Aus dem Mantel des Vaters wurde die Jacke des Sohnes
Nicht selten musste die Näherin aus alter oder zu klein gewordener Bekleidung des Vaters, des großen Bruders oder aus dem Kleid der Mutter oder der Schwester eine „neue“ Jacke oder einen „neuen“ Rock für die Jüngeren schneidern. Die Familien waren in der Regel so groß, dass es selbstverständlich war, die Kleidung von den Älteren „nachzutragen“. Sie wurde so lange getragen bis sie unansehnlich oder endgültig durchgeschlissen war. Am Ende dienten sie nur noch als Flicken oder Putzlappen. Die Stücke wurden im wahrsten Sinne des Wortes aufgetragen. Waren sie dennoch irgendwie brauchbar, wurden sie für die jüngere Generation im Wortsinne „zurecht geschneidert“. Oft mussten auch an den Männerhemden die durchgescheuerten Kragen erneuert werden.
Den ersten BH nähte die „Flicknaischke“
Selbstverständlich befasste sich die Näherin auch mit der Leibwäsche der Damen.
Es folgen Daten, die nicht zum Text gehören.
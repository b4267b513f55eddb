use sea_orm::{ActiveValue, TransactionTrait, prelude::*};
use uuid::Uuid;

use crate::{EngineError, ResultEngine, User, users};

use super::{Engine, with_tx};

impl Engine {
    /// Returns the user's current balances alongside the rest of the public
    /// profile.
    pub async fn user_balances(&self, user_id: Uuid) -> ResultEngine<User> {
        with_tx!(self, |db_tx| {
            let user = self.require_user(&db_tx, user_id).await?;
            Ok(User::from(user))
        })
    }

    /// Overwrites the stored balance directly, bypassing the ledger.
    ///
    /// This is an escape hatch for seeding or correcting an account; the
    /// transaction history is left untouched.
    pub async fn set_balance(&self, user_id: Uuid, balance_minor: i64) -> ResultEngine<User> {
        if balance_minor <= 0 {
            return Err(EngineError::InvalidAmount(
                "balance_minor must be > 0".to_string(),
            ));
        }
        with_tx!(self, |db_tx| {
            let user = self.require_user(&db_tx, user_id).await?;
            let active = users::ActiveModel {
                id: ActiveValue::Set(user.id),
                balance_minor: ActiveValue::Set(balance_minor),
                ..Default::default()
            };
            let updated = active.update(&db_tx).await?;
            Ok(User::from(updated))
        })
    }

    /// Overwrites the stored bonus balance directly, bypassing the ledger.
    pub async fn set_bonus(&self, user_id: Uuid, bonus_minor: i64) -> ResultEngine<User> {
        if bonus_minor <= 0 {
            return Err(EngineError::InvalidBonus(
                "bonus_minor must be > 0".to_string(),
            ));
        }
        with_tx!(self, |db_tx| {
            let user = self.require_user(&db_tx, user_id).await?;
            let active = users::ActiveModel {
                id: ActiveValue::Set(user.id),
                bonus_minor: ActiveValue::Set(bonus_minor),
                ..Default::default()
            };
            let updated = active.update(&db_tx).await?;
            Ok(User::from(updated))
        })
    }
}
//! Transaction primitives.
//!
//! A `Transaction` is a dated income or expense of a single user. Its signed
//! effect on the user's balance (and, for the bonus side, on the bonus
//! balance) is always exactly the one implied by its current stored fields.

use chrono::{DateTime, Utc};
use sea_orm::{ActiveValue, entity::prelude::*};
use serde::{Deserialize, Serialize};
use uuid::Uuid;

use crate::{EngineError, ResultEngine};

pub const DEFAULT_CURRENCY: &str = "RUB";

#[derive(Clone, Copy, Debug, PartialEq, Eq, Serialize, Deserialize)]
#[serde(rename_all = "snake_case")]
pub enum TransactionKind {
    Income,
    Expense,
}

impl TransactionKind {
    pub fn as_str(self) -> &'static str {
        match self {
            Self::Income => "income",
            Self::Expense => "expense",
        }
    }

    /// Signed effect of an amount on the balance: income adds, expense
    /// subtracts.
    pub fn signed(self, amount_minor: i64) -> i64 {
        match self {
            Self::Income => amount_minor,
            Self::Expense => -amount_minor,
        }
    }
}

impl TryFrom<&str> for TransactionKind {
    type Error = EngineError;

    fn try_from(value: &str) -> Result<Self, Self::Error> {
        match value {
            "income" => Ok(Self::Income),
            "expense" => Ok(Self::Expense),
            other => Err(EngineError::InvalidName(format!(
                "invalid transaction kind: {other}"
            ))),
        }
    }
}

/// Sign driver for the bonus side of a transaction.
///
/// `Empty` pairs with a zero `bonus_minor` and contributes nothing to the
/// bonus balance; the two non-empty kinds pair with a non-zero value.
#[derive(Clone, Copy, Debug, Default, PartialEq, Eq, Serialize, Deserialize)]
#[serde(rename_all = "snake_case")]
pub enum BonusKind {
    Income,
    Expense,
    #[default]
    #[serde(rename = "")]
    Empty,
}

impl BonusKind {
    pub fn as_str(self) -> &'static str {
        match self {
            Self::Income => "income",
            Self::Expense => "expense",
            Self::Empty => "",
        }
    }

    pub fn signed(self, bonus_minor: i64) -> i64 {
        match self {
            Self::Income => bonus_minor,
            Self::Expense => -bonus_minor,
            Self::Empty => 0,
        }
    }
}

impl TryFrom<&str> for BonusKind {
    type Error = EngineError;

    fn try_from(value: &str) -> Result<Self, Self::Error> {
        match value {
            "income" => Ok(Self::Income),
            "expense" => Ok(Self::Expense),
            "" => Ok(Self::Empty),
            other => Err(EngineError::InvalidName(format!(
                "invalid bonus kind: {other}"
            ))),
        }
    }
}

#[derive(Clone, Debug, PartialEq, Eq, Serialize, Deserialize)]
pub struct Transaction {
    pub id: Uuid,
    pub user_id: Uuid,
    pub kind: TransactionKind,
    pub amount_minor: i64,
    pub bonus_minor: i64,
    pub bonus_kind: BonusKind,
    pub category_id: Uuid,
    pub title: String,
    pub description: Option<String>,
    pub currency: String,
    pub occurred_at: DateTime<Utc>,
    pub created_at: DateTime<Utc>,
    pub updated_at: DateTime<Utc>,
    pub deleted_at: Option<DateTime<Utc>>,
}

impl Transaction {
    /// Signed balance effect of this transaction as stored.
    pub fn balance_effect(&self) -> i64 {
        self.kind.signed(self.amount_minor)
    }

    /// Signed bonus effect of this transaction as stored.
    pub fn bonus_effect(&self) -> i64 {
        self.bonus_kind.signed(self.bonus_minor)
    }
}

#[derive(Clone, Debug, PartialEq, DeriveEntityModel)]
#[sea_orm(table_name = "transactions")]
pub struct Model {
    #[sea_orm(primary_key, auto_increment = false)]
    pub id: Uuid,
    pub user_id: Uuid,
    pub kind: String,
    pub amount_minor: i64,
    pub bonus_minor: i64,
    pub bonus_kind: String,
    pub category_id: Uuid,
    pub title: String,
    pub description: Option<String>,
    pub currency: String,
    pub occurred_at: DateTimeUtc,
    pub created_at: DateTimeUtc,
    pub updated_at: DateTimeUtc,
    pub deleted_at: Option<DateTimeUtc>,
}

#[derive(Copy, Clone, Debug, EnumIter, DeriveRelation)]
pub enum Relation {
    #[sea_orm(
        belongs_to = "super::users::Entity",
        from = "Column::UserId",
        to = "super::users::Column::Id",
        on_update = "NoAction",
        on_delete = "Cascade"
    )]
    Users,
    #[sea_orm(
        belongs_to = "super::categories::Entity",
        from = "Column::CategoryId",
        to = "super::categories::Column::Id",
        on_update = "NoAction",
        on_delete = "NoAction"
    )]
    Categories,
}

impl Related<super::users::Entity> for Entity {
    fn to() -> RelationDef {
        Relation::Users.def()
    }
}

impl Related<super::categories::Entity> for Entity {
    fn to() -> RelationDef {
        Relation::Categories.def()
    }
}

impl ActiveModelBehavior for ActiveModel {}

impl From<&Transaction> for ActiveModel {
    fn from(tx: &Transaction) -> Self {
        Self {
            id: ActiveValue::Set(tx.id),
            user_id: ActiveValue::Set(tx.user_id),
            kind: ActiveValue::Set(tx.kind.as_str().to_string()),
            amount_minor: ActiveValue::Set(tx.amount_minor),
            bonus_minor: ActiveValue::Set(tx.bonus_minor),
            bonus_kind: ActiveValue::Set(tx.bonus_kind.as_str().to_string()),
            category_id: ActiveValue::Set(tx.category_id),
            title: ActiveValue::Set(tx.title.clone()),
            description: ActiveValue::Set(tx.description.clone()),
            currency: ActiveValue::Set(tx.currency.clone()),
            occurred_at: ActiveValue::Set(tx.occurred_at),
            created_at: ActiveValue::Set(tx.created_at),
            updated_at: ActiveValue::Set(tx.updated_at),
            deleted_at: ActiveValue::Set(tx.deleted_at),
        }
    }
}

impl TryFrom<Model> for Transaction {
    type Error = EngineError;

    fn try_from(model: Model) -> ResultEngine<Self> {
        Ok(Self {
            id: model.id,
            user_id: model.user_id,
            kind: TransactionKind::try_from(model.kind.as_str())?,
            amount_minor: model.amount_minor,
            bonus_minor: model.bonus_minor,
            bonus_kind: BonusKind::try_from(model.bonus_kind.as_str())?,
            category_id: model.category_id,
            title: model.title,
            description: model.description,
            currency: model.currency,
            occurred_at: model.occurred_at,
            created_at: model.created_at,
            updated_at: model.updated_at,
            deleted_at: model.deleted_at,
        })
    }
}

#[cfg(test)]
mod tests {
    use super::*;

    #[test]
    fn kind_labels_round_trip() {
        for kind in [TransactionKind::Income, TransactionKind::Expense] {
            assert_eq!(TransactionKind::try_from(kind.as_str()).unwrap(), kind);
        }
        for kind in [BonusKind::Income, BonusKind::Expense, BonusKind::Empty] {
            assert_eq!(BonusKind::try_from(kind.as_str()).unwrap(), kind);
        }
    }

    #[test]
    fn unknown_labels_are_name_errors() {
        assert!(matches!(
            TransactionKind::try_from("transfer"),
            Err(EngineError::InvalidName(_))
        ));
        assert!(matches!(
            BonusKind::try_from("transfer"),
            Err(EngineError::InvalidName(_))
        ));
    }
}
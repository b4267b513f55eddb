use sea_orm::Database;

use engine::{CreateTransactionCmd, Engine, EngineError, TransactionKind, User};
use migration::MigratorTrait;

async fn engine_with_user() -> (Engine, User) {
    let db = Database::connect("sqlite::memory:").await.unwrap();
    migration::Migrator::up(&db, None).await.unwrap();
    let engine = Engine::builder().database(db).build().await.unwrap();

    let (_, code) = engine
        .register("alice", "alice@example.com", "Passw0rd1")
        .await
        .unwrap();
    let user = engine.verify_email("alice@example.com", &code).await.unwrap();
    (engine, user)
}

#[tokio::test]
async fn defaults_are_visible_to_every_user() {
    let (engine, user) = engine_with_user().await;

    let categories = engine.list_categories(user.id).await.unwrap();
    let names: Vec<&str> = categories.iter().map(|c| c.name.as_str()).collect();
    for expected in ["Uncategorized", "Groceries", "Transport", "Salary"] {
        assert!(names.contains(&expected), "missing default {expected}");
    }
    assert!(categories.iter().all(|c| c.is_default));
}

#[tokio::test]
async fn create_and_rename() {
    let (engine, user) = engine_with_user().await;

    let coffee = engine
        .create_category(user.id, "Coffee", Some("#7c3aed"))
        .await
        .unwrap();
    assert_eq!(coffee.name, "Coffee");
    assert_eq!(coffee.color, "#7c3aed");
    assert!(!coffee.is_default);

    let renamed = engine
        .update_category(user.id, coffee.id, Some("Cafes"), None)
        .await
        .unwrap();
    assert_eq!(renamed.name, "Cafes");
    assert_eq!(renamed.color, "#7c3aed");

    // Keeping its own name is not a conflict.
    engine
        .update_category(user.id, coffee.id, Some("Cafes"), Some("#000000"))
        .await
        .unwrap();
}

#[tokio::test]
async fn names_are_unique_per_user_case_insensitive() {
    let (engine, user) = engine_with_user().await;

    engine
        .create_category(user.id, "Coffee", None)
        .await
        .unwrap();
    let err = engine
        .create_category(user.id, "coffee", None)
        .await
        .unwrap_err();
    assert!(matches!(err, EngineError::ExistingKey(_)));
}

#[tokio::test]
async fn global_names_do_not_block_user_categories() {
    let (engine, user) = engine_with_user().await;

    // A user may shadow a global default with their own category.
    let own = engine
        .create_category(user.id, "Groceries", None)
        .await
        .unwrap();
    assert!(!own.is_default);
    assert_eq!(own.user_id, Some(user.id));

    let groceries: Vec<_> = engine
        .list_categories(user.id)
        .await
        .unwrap()
        .into_iter()
        .filter(|c| c.name == "Groceries")
        .collect();
    assert_eq!(groceries.len(), 2);

    // But not twice.
    let err = engine
        .create_category(user.id, "groceries", None)
        .await
        .unwrap_err();
    assert!(matches!(err, EngineError::ExistingKey(_)));
}

#[tokio::test]
async fn globals_cannot_be_edited_or_deleted() {
    let (engine, user) = engine_with_user().await;

    let groceries = engine
        .list_categories(user.id)
        .await
        .unwrap()
        .into_iter()
        .find(|c| c.name == "Groceries")
        .unwrap();

    let err = engine
        .update_category(user.id, groceries.id, Some("Mine now"), None)
        .await
        .unwrap_err();
    assert!(matches!(err, EngineError::KeyNotFound(_)));

    let err = engine.delete_category(user.id, groceries.id).await.unwrap_err();
    assert!(matches!(err, EngineError::KeyNotFound(_)));
}

#[tokio::test]
async fn delete_reassigns_transactions_to_fallback() {
    let (engine, user) = engine_with_user().await;

    let coffee = engine
        .create_category(user.id, "Coffee", None)
        .await
        .unwrap();
    let tx = engine
        .create_transaction(CreateTransactionCmd::new(
            user.id,
            TransactionKind::Expense,
            350,
            coffee.id,
            "Espresso",
        ))
        .await
        .unwrap();

    engine.delete_category(user.id, coffee.id).await.unwrap();

    let uncategorized = engine
        .list_categories(user.id)
        .await
        .unwrap()
        .into_iter()
        .find(|c| c.name == "Uncategorized")
        .unwrap();
    let reassigned = engine.transaction(user.id, tx.id).await.unwrap();
    assert_eq!(reassigned.category_id, uncategorized.id);

    // The balance ledger is untouched by reassignment.
    assert_eq!(engine.user_balances(user.id).await.unwrap().balance_minor, -350);
}

#[tokio::test]
async fn owned_categories_are_private() {
    let (engine, alice) = engine_with_user().await;

    let (_, code) = engine
        .register("bob", "bob@example.com", "Passw0rd1")
        .await
        .unwrap();
    let bob = engine.verify_email("bob@example.com", &code).await.unwrap();

    let coffee = engine
        .create_category(alice.id, "Coffee", None)
        .await
        .unwrap();

    let bobs = engine.list_categories(bob.id).await.unwrap();
    assert!(bobs.iter().all(|c| c.id != coffee.id));

    // Bob can reuse the name, but cannot touch Alice's row.
    engine.create_category(bob.id, "Coffee", None).await.unwrap();
    let err = engine.delete_category(bob.id, coffee.id).await.unwrap_err();
    assert!(matches!(err, EngineError::KeyNotFound(_)));

    // Alice cannot file transactions under Bob's category.
    let bobs_coffee = engine
        .list_categories(bob.id)
        .await
        .unwrap()
        .into_iter()
        .find(|c| c.name == "Coffee")
        .unwrap();
    let err = engine
        .create_transaction(CreateTransactionCmd::new(
            alice.id,
            TransactionKind::Expense,
            100,
            bobs_coffee.id,
            "Sneaky",
        ))
        .await
        .unwrap_err();
    assert!(matches!(err, EngineError::KeyNotFound(_)));
}

#[tokio::test]
async fn blank_name_is_rejected() {
    let (engine, user) = engine_with_user().await;

    let err = engine.create_category(user.id, "   ", None).await.unwrap_err();
    assert!(matches!(err, EngineError::InvalidName(_)));
}
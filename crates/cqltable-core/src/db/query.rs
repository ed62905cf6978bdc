use crate::{
    db::Table,
    error::Error,
    obs::{self, ExecKind},
    record::{Record, to_record_normalized},
    session::{Cursor, StoreError},
    value::Value,
};
use std::{fmt, iter::FusedIterator, marker::PhantomData};

///
/// Query
///
/// A statement bound to a table's session, keyspace, and record type.
///

pub struct Query<R: Record> {
    table: Table<R>,
    statement: String,
    values: Vec<Value>,
}

impl<R: Record> Query<R> {
    pub(crate) const fn new(table: Table<R>, statement: String, values: Vec<Value>) -> Self {
        Self {
            table,
            statement,
            values,
        }
    }

    #[must_use]
    pub fn statement(&self) -> &str {
        &self.statement
    }

    #[must_use]
    pub fn values(&self) -> &[Value] {
        &self.values
    }

    /// Execute without reading rows.
    pub fn exec(&self) -> Result<(), Error> {
        self.table
            .keyspace()
            .execute(&self.statement, &self.values)
    }

    /// Open a streaming iterator over the result rows.
    #[must_use]
    pub fn fetch(&self) -> Iter<R> {
        obs::statement_sent(ExecKind::Fetch, &self.statement, &self.values);

        let cursor = self
            .table
            .keyspace()
            .session()
            .stream(&self.statement, &self.values);

        Iter::new(self.table.name().to_string(), cursor)
    }

    /// First row of the result, or `Error::NotFound` when there is none.
    ///
    /// The cursor is always closed; a close failure takes precedence over
    /// the row.
    pub fn fetch_one(&self) -> Result<R, Error> {
        let mut iter = self.fetch();
        let row = iter.next_row();
        iter.close()?;

        row.ok_or_else(|| Error::NotFound {
            table: self.table.name().to_string(),
        })
    }
}

impl<R: Record> fmt::Debug for Query<R> {
    fn fmt(&self, f: &mut fmt::Formatter<'_>) -> fmt::Result {
        f.debug_struct("Query")
            .field("table", &self.table.name())
            .field("statement", &self.statement)
            .field("values", &self.values)
            .finish()
    }
}

///
/// CursorState
///

enum CursorState {
    Open(Box<dyn Cursor>),
    Closed(Result<(), StoreError>),
}

///
/// Iter
///
/// Streaming reader over a fetched statement. Rows are decoded one at a
/// time into fresh records; the underlying cursor stays open until the
/// rows run out or the iterator is closed or dropped.
///

pub struct Iter<R: Record> {
    table: String,
    state: CursorState,
    _record: PhantomData<fn() -> R>,
}

impl<R: Record> Iter<R> {
    fn new(table: String, cursor: Box<dyn Cursor>) -> Self {
        Self {
            table,
            state: CursorState::Open(cursor),
            _record: PhantomData,
        }
    }

    /// Decode the next row, or `None` once the rows are exhausted.
    /// Columns are matched to fields ignoring case.
    pub fn next_row(&mut self) -> Option<R> {
        let CursorState::Open(cursor) = &mut self.state else {
            return None;
        };

        let row = cursor.scan_row()?;
        let mut record = R::default();
        to_record_normalized(&row, &mut record);

        Some(record)
    }

    #[must_use]
    pub const fn is_closed(&self) -> bool {
        matches!(self.state, CursorState::Closed(_))
    }

    /// Close the cursor and report the first failure seen while streaming.
    /// A failure is also logged, once.
    ///
    /// Idempotent: later calls return the same result without touching the
    /// session again.
    pub fn close(&mut self) -> Result<(), Error> {
        let result = match &mut self.state {
            CursorState::Open(cursor) => {
                let result = cursor.close();
                if let Err(err) = &result {
                    obs::close_failed(&self.table, err);
                }
                self.state = CursorState::Closed(result.clone());
                result
            }
            CursorState::Closed(result) => result.clone(),
        };

        result.map_err(Error::from)
    }

    /// Borrow as a standard iterator of records.
    pub const fn rows(&mut self) -> Rows<'_, R> {
        Rows { iter: self }
    }
}

impl<R: Record> Drop for Iter<R> {
    fn drop(&mut self) {
        if !self.is_closed() {
            // failures are logged by close
            let _ = self.close();
        }
    }
}

impl<R: Record> fmt::Debug for Iter<R> {
    fn fmt(&self, f: &mut fmt::Formatter<'_>) -> fmt::Result {
        f.debug_struct("Iter")
            .field("table", &self.table)
            .field("closed", &self.is_closed())
            .finish()
    }
}

///
/// Rows
///
/// `Iterator` view of an `Iter`. The cursor is released as soon as the rows
/// run out; `cancel` releases it early.
///

pub struct Rows<'a, R: Record> {
    iter: &'a mut Iter<R>,
}

impl<R: Record> Rows<'_, R> {
    /// Stop reading and release the cursor.
    pub fn cancel(self) -> Result<(), Error> {
        self.iter.close()
    }
}

impl<R: Record> Iterator for Rows<'_, R> {
    type Item = R;

    fn next(&mut self) -> Option<R> {
        let row = self.iter.next_row();
        if row.is_none() {
            // latched; surfaced by Iter::close
            let _ = self.iter.close();
        }

        row
    }
}

impl<R: Record> FusedIterator for Rows<'_, R> {}
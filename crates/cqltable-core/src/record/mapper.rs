use crate::{
    record::{FieldInfo, Record, info},
    value::{Row, Value},
};

// Collection values travel as the kind the field's type hint names.
fn hinted_value(field: &FieldInfo, value: Value) -> Value {
    match field.type_hint {
        Some(hint) if hint.eq_ignore_ascii_case("set") => value.into_set(),
        _ => value,
    }
}

// The inverse of `hinted_value`, applied before a value reaches a setter.
fn unhinted_value(field: &FieldInfo, value: &Value) -> Option<Value> {
    match (field.type_hint, value) {
        (Some(hint), Value::Set(_)) if hint.eq_ignore_ascii_case("set") => {
            Some(value.clone().into_list())
        }
        _ => None,
    }
}

fn assign<R: Record>(record: &mut R, field: &FieldInfo, value: &Value) {
    let set = R::FIELDS[field.declared_order].set;

    if let Some(list) = unhinted_value(field, value)
        && set(record, &list)
    {
        return;
    }

    // a kind mismatch leaves the field untouched
    set(record, value);
}

/// Convert a record into an external-name → value row.
#[must_use]
pub fn to_map<R: Record>(record: &R) -> Row {
    let info = info::<R>();

    info.fields()
        .iter()
        .map(|field| {
            let value = (R::FIELDS[field.declared_order].get)(record);
            (field.external_name.to_string(), hinted_value(field, value))
        })
        .collect()
}

/// Assign every entry of `row` whose key is a known external name and whose
/// value kind matches the field's type. Other entries are ignored.
pub fn to_record<R: Record>(row: &Row, record: &mut R) {
    let info = info::<R>();

    for (name, value) in row {
        if let Some(field) = info.field(name) {
            assign(record, field, value);
        }
    }
}

/// Like `to_record`, but keys are matched to external names ignoring case,
/// the way the store reports lower-cased column names.
pub fn to_record_normalized<R: Record>(row: &Row, record: &mut R) {
    let info = info::<R>();

    for (name, value) in row {
        if let Some(field) = info.field_normalized(name) {
            assign(record, field, value);
        }
    }
}

/// External names and values of `record`, both in declaration order.
#[must_use]
pub fn fields_and_values<R: Record>(record: &R) -> (Vec<&'static str>, Vec<Value>) {
    let info = info::<R>();
    let fields = info.fields();

    let mut names = Vec::with_capacity(fields.len());
    let mut values = Vec::with_capacity(fields.len());

    for field in fields {
        names.push(field.external_name);
        values.push(hinted_value(
            field,
            (R::FIELDS[field.declared_order].get)(record),
        ));
    }

    (names, values)
}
Da waren Nachthemden oder Unterröcke zu kürzen oder länger zu machen, oder die Kleidung musste enger oder weiter gearbeitet werden. Die Aufarbeitung oder Ausbesserung von teils filigran gestickten Miedern oder Korsetts bedurfte Erfahrung und Geschick. Den jungen Mädchen, bei denen sich die ersten Rundungen zeigten, nähte sie auch den ersten Büstenhalter. Arbeiten rund um Bett- oder Tischwäsche wurden ebenfalls erledigt. Bei all diesen unterschiedlichen Arbeiten und unterschiedlichen Menschen brauchten die Näherinnen gute Menschenkenntnis, Verhandlungsgeschick und strikte Diskretion. Ihre Entlohnungen war eher spärlich. Bei einer Vollverpflegung, waren es am Ende des Tages allenfalls 2 oder 5 Deutsche Mark, die in ihre Handtasche glitten. War gerade geschlachtet worden, gab`s als Dreingabe nicht selten eine Wurst oder ein Glas Eingekochtes. Die Hauptsaison der Hausnäherinnen fiel in die dunkle Jahreszeit, dabei waren die Tage um Weihnachten ausgenommen. Spätestens zum Fest Mariä Lichtmess, dem 02. Februar, gingen sie dann wieder auf Hausbesuche.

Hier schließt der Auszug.